● **Records shown**
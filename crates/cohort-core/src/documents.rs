//! Guaranteed top-level fields of a student document and their defaults.
//!
//! Student documents written before the tracking substructures existed lack
//! some of these keys. Presence is decided per key: a key holding JSON `null`
//! counts as absent, while an empty string, empty object or empty array is
//! present and left alone. Nested sub-fields are not inspected.

use std::fmt;

use serde_json::{Map, Value, json};

use crate::enums::AdministrativeSituation;

/// A top-level key every student document must carry.
#[derive(Debug, Clone, Copy, PartialEq, Eq, Hash, PartialOrd, Ord)]
pub enum GuaranteedField {
    TechnicalTracking,
    TransversalTracking,
    Phone,
    AdministrativeSituation,
}

impl GuaranteedField {
    pub const ALL: [Self; 4] = [
        Self::TechnicalTracking,
        Self::TransversalTracking,
        Self::Phone,
        Self::AdministrativeSituation,
    ];

    /// Key used in the stored document.
    #[must_use]
    pub const fn key(self) -> &'static str {
        match self {
            Self::TechnicalTracking => "technicalTracking",
            Self::TransversalTracking => "transversalTracking",
            Self::Phone => "phone",
            Self::AdministrativeSituation => "administrativeSituation",
        }
    }

    /// Typed default written when the key is missing.
    #[must_use]
    pub fn default_value(self) -> Value {
        match self {
            Self::TechnicalTracking => json!({
                "teacherNotes": [],
                "teams": [],
                "completedPildoras": [],
                "competences": [],
                "completedModules": [],
            }),
            Self::TransversalTracking => json!({
                "employabilitySessions": [],
                "individualSessions": [],
                "incidents": [],
            }),
            Self::Phone => Value::String(String::new()),
            Self::AdministrativeSituation => {
                Value::String(AdministrativeSituation::default().as_str().to_string())
            }
        }
    }

    #[must_use]
    pub fn is_present_in(self, document: &Map<String, Value>) -> bool {
        document.get(self.key()).is_some_and(|value| !value.is_null())
    }
}

impl fmt::Display for GuaranteedField {
    fn fmt(&self, f: &mut fmt::Formatter<'_>) -> fmt::Result {
        f.write_str(self.key())
    }
}

/// Guaranteed fields absent from `document`, in declaration order.
#[must_use]
pub fn missing_fields(document: &Map<String, Value>) -> Vec<GuaranteedField> {
    GuaranteedField::ALL
        .into_iter()
        .filter(|field| !field.is_present_in(document))
        .collect()
}

/// Insert defaults for every missing guaranteed field.
///
/// Returns the fields that were added. Existing keys are never touched, so a
/// second call on the same document returns an empty list.
pub fn fill_missing_fields(document: &mut Map<String, Value>) -> Vec<GuaranteedField> {
    let missing = missing_fields(document);
    for field in &missing {
        document.insert(field.key().to_string(), field.default_value());
    }
    missing
}

#[cfg(test)]
mod tests {
    use pretty_assertions::assert_eq;

    use super::*;
    use crate::entities::{TechnicalTracking, TransversalTracking};

    fn object(value: Value) -> Map<String, Value> {
        match value {
            Value::Object(map) => map,
            other => panic!("expected object, got {other}"),
        }
    }

    #[test]
    fn defaults_match_typed_shapes() {
        assert_eq!(
            GuaranteedField::TechnicalTracking.default_value(),
            serde_json::to_value(TechnicalTracking::default()).unwrap()
        );
        assert_eq!(
            GuaranteedField::TransversalTracking.default_value(),
            serde_json::to_value(TransversalTracking::default()).unwrap()
        );
        assert_eq!(
            GuaranteedField::AdministrativeSituation.default_value(),
            serde_json::to_value(AdministrativeSituation::default()).unwrap()
        );
    }

    #[test]
    fn legacy_document_misses_all_four() {
        let doc = object(json!({ "name": "Ada", "email": "ada@example.com" }));
        assert_eq!(missing_fields(&doc), GuaranteedField::ALL.to_vec());
    }

    #[test]
    fn null_counts_as_missing() {
        let doc = object(json!({
            "technicalTracking": null,
            "transversalTracking": {},
            "phone": "",
            "administrativeSituation": "regular",
        }));
        assert_eq!(missing_fields(&doc), vec![GuaranteedField::TechnicalTracking]);
    }

    #[test]
    fn empty_but_present_values_are_kept() {
        let mut doc = object(json!({
            "technicalTracking": {},
            "transversalTracking": { "incidents": [] },
            "phone": "",
            "administrativeSituation": "",
        }));
        let before = doc.clone();
        assert!(fill_missing_fields(&mut doc).is_empty());
        assert_eq!(doc, before);
    }

    #[test]
    fn fill_adds_only_missing_keys_and_is_idempotent() {
        let mut doc = object(json!({
            "name": "Grace",
            "phone": "+34 600 000 000",
            "technicalTracking": { "competences": ["sql"] },
        }));

        let added = fill_missing_fields(&mut doc);
        assert_eq!(
            added,
            vec![
                GuaranteedField::TransversalTracking,
                GuaranteedField::AdministrativeSituation,
            ]
        );
        assert_eq!(doc["phone"], json!("+34 600 000 000"));
        assert_eq!(doc["technicalTracking"], json!({ "competences": ["sql"] }));
        assert_eq!(doc["administrativeSituation"], json!("pending"));
        assert_eq!(doc["transversalTracking"]["incidents"], json!([]));

        assert!(fill_missing_fields(&mut doc).is_empty());
    }
}
use clap::ValueEnum;

/// Shared output mode across all commands.
#[derive(Clone, Copy, Debug, Eq, PartialEq, ValueEnum)]
pub enum OutputFormat {
    Json,
    Table,
    Raw,
}

/// Global flags available before or after subcommands.
#[derive(Clone, Debug)]
pub struct GlobalFlags {
    pub format: OutputFormat,
    pub limit: Option<u32>,
    pub quiet: bool,
    pub db: Option<String>,
}
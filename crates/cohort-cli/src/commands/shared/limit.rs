/// Compute effective limit with precedence: local arg -> global flag -> config default.
#[must_use]
pub fn effective_limit(local: Option<u32>, global: Option<u32>, fallback: u32) -> u32 {
    local.or(global).unwrap_or(fallback)
}
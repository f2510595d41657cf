//! Entity structs for all cohort domain objects.
//!
//! Promotions and attendance records map to relational tables; students are
//! stored as JSON documents. All structs derive `Serialize`, `Deserialize` and
//! `JsonSchema`, and use camelCase field names on the wire.

mod attendance;
mod promotion;
mod student;

pub use attendance::{AttendanceKey, AttendanceRecord, RollCallEntry};
pub use promotion::{Module, Promotion, PromotionPlan};
pub use student::{
    Incident, NewStudent, SessionRecord, Student, StudentDocument, TeacherNote, TeamAssignment,
    TechnicalTracking, TransversalTracking,
};
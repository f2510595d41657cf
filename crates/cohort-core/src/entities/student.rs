use std::collections::BTreeSet;

use chrono::{DateTime, NaiveDate, Utc};
use schemars::JsonSchema;
use serde::{Deserialize, Serialize};

use crate::enums::AdministrativeSituation;

/// A dated note left by a teacher on a student's technical progress.
#[derive(Debug, Clone, Serialize, Deserialize, JsonSchema, PartialEq, Eq)]
#[serde(rename_all = "camelCase")]
pub struct TeacherNote {
    pub note: String,
    #[serde(default)]
    pub author: Option<String>,
    pub created_at: DateTime<Utc>,
}

/// Membership of a student in a project team.
#[derive(Debug, Clone, Serialize, Deserialize, JsonSchema, PartialEq, Eq)]
#[serde(rename_all = "camelCase")]
pub struct TeamAssignment {
    pub team_name: String,
    #[serde(default)]
    pub project_name: Option<String>,
    #[serde(default)]
    pub role: Option<String>,
}

/// Technical progress: notes, teams and the sets of completed units.
#[derive(Debug, Clone, Default, Serialize, Deserialize, JsonSchema, PartialEq, Eq)]
#[serde(rename_all = "camelCase")]
pub struct TechnicalTracking {
    #[serde(default)]
    pub teacher_notes: Vec<TeacherNote>,
    #[serde(default)]
    pub teams: Vec<TeamAssignment>,
    /// Completed micro-lessons ("pildoras").
    #[serde(default)]
    pub completed_pildoras: BTreeSet<String>,
    #[serde(default)]
    pub competences: BTreeSet<String>,
    #[serde(default)]
    pub completed_modules: BTreeSet<String>,
}

/// A one-off session (employability workshop or individual tutoring).
#[derive(Debug, Clone, Serialize, Deserialize, JsonSchema, PartialEq, Eq)]
#[serde(rename_all = "camelCase")]
pub struct SessionRecord {
    pub date: NaiveDate,
    pub topic: String,
    #[serde(default)]
    pub notes: Option<String>,
}

/// Something that went wrong and was written down.
#[derive(Debug, Clone, Serialize, Deserialize, JsonSchema, PartialEq, Eq)]
#[serde(rename_all = "camelCase")]
pub struct Incident {
    pub date: NaiveDate,
    pub description: String,
    #[serde(default)]
    pub resolved: bool,
}

/// Soft-skills and administrative follow-up.
#[derive(Debug, Clone, Default, Serialize, Deserialize, JsonSchema, PartialEq, Eq)]
#[serde(rename_all = "camelCase")]
pub struct TransversalTracking {
    #[serde(default)]
    pub employability_sessions: Vec<SessionRecord>,
    #[serde(default)]
    pub individual_sessions: Vec<SessionRecord>,
    #[serde(default)]
    pub incidents: Vec<Incident>,
}

/// Unknown or malformed situations read as the default rather than failing
/// the whole document.
fn lenient_situation<'de, D>(deserializer: D) -> Result<AdministrativeSituation, D::Error>
where
    D: serde::Deserializer<'de>,
{
    let raw = serde_json::Value::deserialize(deserializer)?;
    Ok(serde_json::from_value(raw).unwrap_or_default())
}

/// The stored body of a student document.
///
/// Every field has a serde default so that documents written under older
/// shapes still load. The backfill pass makes those defaults explicit in
/// storage.
#[derive(Debug, Clone, Default, Serialize, Deserialize, JsonSchema, PartialEq, Eq)]
#[serde(rename_all = "camelCase")]
pub struct StudentDocument {
    #[serde(default)]
    pub name: String,
    #[serde(default)]
    pub email: String,
    #[serde(default)]
    pub phone: String,
    #[serde(default, deserialize_with = "lenient_situation")]
    pub administrative_situation: AdministrativeSituation,
    #[serde(default)]
    pub technical_tracking: TechnicalTracking,
    #[serde(default)]
    pub transversal_tracking: TransversalTracking,
}

/// A student enrolled in a promotion.
#[derive(Debug, Clone, Serialize, Deserialize, JsonSchema, PartialEq, Eq)]
#[serde(rename_all = "camelCase")]
pub struct Student {
    pub id: String,
    pub promotion_id: String,
    pub revision: i64,
    #[serde(flatten)]
    pub document: StudentDocument,
    pub created_at: DateTime<Utc>,
    pub updated_at: DateTime<Utc>,
}

/// Input for enrolling a student.
#[derive(Debug, Clone, Default, Serialize, Deserialize, JsonSchema, PartialEq, Eq)]
#[serde(rename_all = "camelCase")]
pub struct NewStudent {
    pub name: String,
    #[serde(default)]
    pub email: String,
    #[serde(default)]
    pub phone: Option<String>,
    #[serde(default)]
    pub administrative_situation: Option<AdministrativeSituation>,
}

impl NewStudent {
    /// Expand into a complete document with every tracking field present.
    #[must_use]
    pub fn into_document(self) -> StudentDocument {
        StudentDocument {
            name: self.name,
            email: self.email,
            phone: self.phone.unwrap_or_default(),
            administrative_situation: self.administrative_situation.unwrap_or_default(),
            technical_tracking: TechnicalTracking::default(),
            transversal_tracking: TransversalTracking::default(),
        }
    }
}
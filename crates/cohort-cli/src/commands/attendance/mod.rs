mod delete;
mod get;
mod list;
mod record;
mod roll_call;

use crate::cli::GlobalFlags;
use crate::cli::subcommands::AttendanceCommands;
use crate::context::AppContext;

/// Handle `cohortctl attendance`.
pub async fn handle(
    action: &AttendanceCommands,
    ctx: &AppContext,
    flags: &GlobalFlags,
) -> anyhow::Result<()> {
    match action {
        AttendanceCommands::Record {
            promotion,
            student,
            date,
            status,
            note,
        } => record::run(promotion, student, date, status, note.as_deref(), ctx, flags).await,
        AttendanceCommands::RollCall {
            promotion,
            date,
            entries,
        } => roll_call::run(promotion, date, entries, ctx, flags).await,
        AttendanceCommands::List {
            promotion,
            student,
            from,
            to,
            limit,
        } => {
            list::run(
                promotion,
                list::ListArgs {
                    student: student.clone(),
                    from: from.clone(),
                    to: to.clone(),
                    limit: *limit,
                },
                ctx,
                flags,
            )
            .await
        }
        AttendanceCommands::Get {
            promotion,
            student,
            date,
        } => get::run(promotion, student, date, ctx, flags).await,
        AttendanceCommands::Delete {
            promotion,
            student,
            date,
        } => delete::run(promotion, student, date, ctx, flags).await,
    }
}
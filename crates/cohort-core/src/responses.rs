//! Response types returned by library operations and printed by `cohortctl`.

use schemars::JsonSchema;
use serde::{Deserialize, Serialize};

use crate::entities::{AttendanceRecord, Promotion};
use crate::timeline::Timeline;

/// A student document the backfill could not repair.
#[derive(Debug, Clone, Serialize, Deserialize, JsonSchema, PartialEq, Eq)]
#[serde(rename_all = "camelCase")]
pub struct BackfillFailure {
    pub student_id: String,
    pub reason: String,
}

/// Summary of one tracking backfill pass.
///
/// `scanned == already_complete + migrated + failed` unless the pass was
/// cancelled part-way, in which case the counts cover the documents visited.
#[derive(Debug, Clone, Default, Serialize, Deserialize, JsonSchema, PartialEq, Eq)]
#[serde(rename_all = "camelCase")]
pub struct BackfillReport {
    pub scanned: u32,
    pub already_complete: u32,
    pub migrated: u32,
    pub failed: u32,
    pub failures: Vec<BackfillFailure>,
    pub dry_run: bool,
    pub cancelled: bool,
}

impl BackfillReport {
    /// Whether any document failed (the pass's partial-failure outcome).
    #[must_use]
    pub const fn has_failures(&self) -> bool {
        self.failed > 0
    }

    pub fn record_failure(&mut self, student_id: impl Into<String>, reason: impl Into<String>) {
        self.failed += 1;
        self.failures.push(BackfillFailure {
            student_id: student_id.into(),
            reason: reason.into(),
        });
    }
}

/// Response from `cohortctl promotion timeline`.
#[derive(Debug, Clone, Serialize, Deserialize, JsonSchema, PartialEq, Eq)]
#[serde(rename_all = "camelCase")]
pub struct PromotionTimelineResponse {
    pub promotion: Promotion,
    pub timeline: Timeline,
}

/// Response from `cohortctl attendance roll-call`.
#[derive(Debug, Clone, Serialize, Deserialize, JsonSchema, PartialEq, Eq)]
#[serde(rename_all = "camelCase")]
pub struct RollCallResponse {
    pub recorded: u32,
    pub records: Vec<AttendanceRecord>,
}

/// Response from `cohortctl attendance delete`.
#[derive(Debug, Clone, Serialize, Deserialize, JsonSchema, PartialEq, Eq)]
#[serde(rename_all = "camelCase")]
pub struct DeleteResponse {
    pub deleted: bool,
}
use cohort_db::repos::attendance::AttendanceFilter;

use crate::cli::GlobalFlags;
use crate::commands::shared::limit::effective_limit;
use crate::context::AppContext;
use crate::output::output;

pub struct ListArgs {
    pub student: Option<String>,
    pub from: Option<String>,
    pub to: Option<String>,
    pub limit: Option<u32>,
}

pub async fn run(
    promotion: &str,
    args: ListArgs,
    ctx: &AppContext,
    flags: &GlobalFlags,
) -> anyhow::Result<()> {
    let filter = AttendanceFilter {
        student_id: args.student,
        date_from: args.from,
        date_to: args.to,
        limit: Some(effective_limit(
            args.limit,
            flags.limit,
            ctx.config.general.default_limit,
        )),
    };
    let records = ctx.service.query_attendance(promotion, &filter).await?;
    output(&records, flags.format)
}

● **Problem to work on**
Each line of the listing above that includes the word "NewStudent" should be copied.

● **Written reply**
    Incident, NewStudent, SessionRecord, Student, StudentDocument, TeacherNote, TeamAssignment,
pub struct NewStudent {
impl NewStudent {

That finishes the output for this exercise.